First, he pulled the blankets over his head, just leaving a gap for his nose. That had always given him a gleeful sense of safety in the midst of an adventure: enemies were everywhere, but they couldn’t see him, they would ride right over him. After a few minutes, he sat up in bed. There was nobody else in the house. He had even asked Kono Toraichi to leave – the butler, his right-hand man.
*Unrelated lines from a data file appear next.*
//! Reconnect recovery.
//!
//! Once a new transport is open, the session must get back to where it was
//! before the drop: re-register, re-join every channel in a single `JOIN`,
//! catch up each buffer through `CHATHISTORY`, rebuild the `MONITOR` list
//! from scratch and restore voice. Only one recovery runs at a time; a
//! second trigger while one is in flight is dropped.

use std::sync::atomic::{AtomicBool, Ordering};

use crate::error::RecoveryError;
use crate::event::Event;
use crate::host::MonitorChange;
use crate::irc::Message;
use crate::msgid;
use crate::session::{ConnectionSession, ConnectionState};
use crate::store::{HistoryDirection, MessageKind};
use crate::transport::TransportLink;

/// Single-flight latch for recovery.
#[derive(Debug, Default)]
pub(crate) struct RecoveryFlag(AtomicBool);

impl RecoveryFlag {
    /// Take the latch, or `None` if a recovery is already running.
    pub fn try_acquire(&self) -> Option<RecoveryGuard<'_>> {
        self.0
            .compare_exchange(false, true, Ordering::AcqRel, Ordering::Acquire)
            .ok()
            .map(|_| RecoveryGuard(&self.0))
    }

    pub fn is_held(&self) -> bool {
        self.0.load(Ordering::Acquire)
    }
}

/// Releases the latch on drop, whichever way recovery ends.
pub(crate) struct RecoveryGuard<'a>(&'a AtomicBool);

impl Drop for RecoveryGuard<'_> {
    fn drop(&mut self) {
        self.0.store(false, Ordering::Release);
    }
}

/// What [`ConnectionSession::on_reconnected`] did with a new transport.
#[derive(Debug, Clone, Copy, PartialEq, Eq)]
pub enum RecoveryOutcome {
    /// The session is `Ready` again.
    Recovered,
    /// Another recovery was already running; this transport was ignored.
    Dropped,
    /// The session is closed or has no credentials to register with.
    Aborted,
    /// A step failed. The session stays `Reconnecting` and may be retried.
    Failed,
}

impl ConnectionSession {
    /// Recover the session over a freshly opened transport.
    pub async fn on_reconnected(&self, link: TransportLink) -> RecoveryOutcome {
        if self.is_closed() {
            return RecoveryOutcome::Aborted;
        }
        let Some(_guard) = self.inner.recovery.try_acquire() else {
            tracing::debug!("Recovery already in flight, dropping trigger");
            return RecoveryOutcome::Dropped;
        };

        match self.recover(link).await {
            Ok(outcome) => outcome,
            Err(e) if self.is_closed() => {
                tracing::debug!(error = %e, "Recovery interrupted by close");
                RecoveryOutcome::Aborted
            }
            Err(e) => {
                let attempt = self.current_attempt();
                tracing::warn!(attempt, error = %e, "Recovery failed");
                self.set_state(ConnectionState::Reconnecting { attempt });
                self.inner.host.on_error(&format!("Reconnect failed: {e}"));
                RecoveryOutcome::Failed
            }
        }
    }

    /// Whether a recovery is currently running.
    pub fn is_recovering(&self) -> bool {
        self.inner.recovery.is_held()
    }

    async fn recover(&self, link: TransportLink) -> Result<RecoveryOutcome, RecoveryError> {
        self.inner.dispatch.lock().reset_transient();
        self.inner.refresher.cancel();
        self.attach(link).await;

        let Some(credentials) = self.inner.credentials.lock().clone() else {
            tracing::warn!("No credentials to recover with");
            return Ok(RecoveryOutcome::Aborted);
        };
        let registration = self.handshake(&credentials).await?;
        if self.is_closed() {
            return Ok(RecoveryOutcome::Aborted);
        }
        self.apply_registration(registration).await;
        self.refresh_token().await;

        self.rejoin().await?;
        self.catch_up().await?;
        if self.is_closed() {
            return Ok(RecoveryOutcome::Aborted);
        }
        self.resubscribe_presence().await?;

        self.inner
            .host
            .restore_voice()
            .await
            .map_err(|e| RecoveryError::Voice(format!("{e:#}")))?;

        if self.is_closed() {
            return Ok(RecoveryOutcome::Aborted);
        }
        self.mark_recovered();
        self.inner.host.on_error_cleared();
        self.emit(Event::RecoveryCompleted);
        tracing::info!("Recovery complete");
        Ok(RecoveryOutcome::Recovered)
    }

    /// One `JOIN` for every channel; the self-join echoes are not announced.
    async fn rejoin(&self) -> Result<(), RecoveryError> {
        let channels = {
            let mut dispatch = self.inner.dispatch.lock();
            let channels = dispatch.roster.channel_names();
            dispatch.suppress_self_joins(channels.len());
            channels
        };
        if channels.is_empty() {
            return Ok(());
        }
        tracing::info!(count = channels.len(), "Rejoining channels");
        self.send(&Message::new("JOIN", &[&channels.join(",")]))
            .await?;
        Ok(())
    }

    /// Fetch what was missed in each joined channel, after the newest
    /// server-confirmed message or the latest page for an empty buffer.
    async fn catch_up(&self) -> Result<(), RecoveryError> {
        let (channels, page) = {
            let dispatch = self.inner.dispatch.lock();
            if !dispatch.chathistory() {
                return Ok(());
            }
            (dispatch.roster.channel_names(), dispatch.page_size())
        };
        let limit = page.to_string();
        for channel in channels {
            let anchor = self
                .store()
                .get_messages(&channel)
                .into_iter()
                .rev()
                .find(|m| m.kind == MessageKind::Chat && !msgid::is_local(&m.msgid))
                .map(|m| format!("msgid={}", m.msgid));
            let msg = match &anchor {
                Some(anchor) => Message::new("CHATHISTORY", &["AFTER", &channel, anchor, &limit]),
                None => Message::new("CHATHISTORY", &["LATEST", &channel, "*", &limit]),
            };
            self.inner
                .dispatch
                .lock()
                .expect_history(&channel, HistoryDirection::Forward);
            self.send(&msg).await?;
        }
        Ok(())
    }

    /// `MONITOR C` followed by the full desired set.
    async fn resubscribe_presence(&self) -> Result<(), RecoveryError> {
        let nicks = self.inner.dispatch.lock().roster.resubscribe_monitor();
        self.send(&Message::new("MONITOR", &["C"])).await?;
        self.inner.host.on_monitor_changed(&MonitorChange::Cleared);
        if !nicks.is_empty() {
            self.send(&Message::new("MONITOR", &["+", &nicks.join(",")]))
                .await?;
            self.inner
                .host
                .on_monitor_changed(&MonitorChange::Added(nicks));
        }
        Ok(())
    }
}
Now he didn’t want to be alone. This dog might be right, he told himself, but he was just barking in the dark, and he might only be right in the dark. He switched the light on. The black dog carried on howling and gnashing its teeth. It had already chewed its way through to his heart. Even so, Chaplin “felt certain” that the film contained no more than a few tiny errors which could easily be rectified.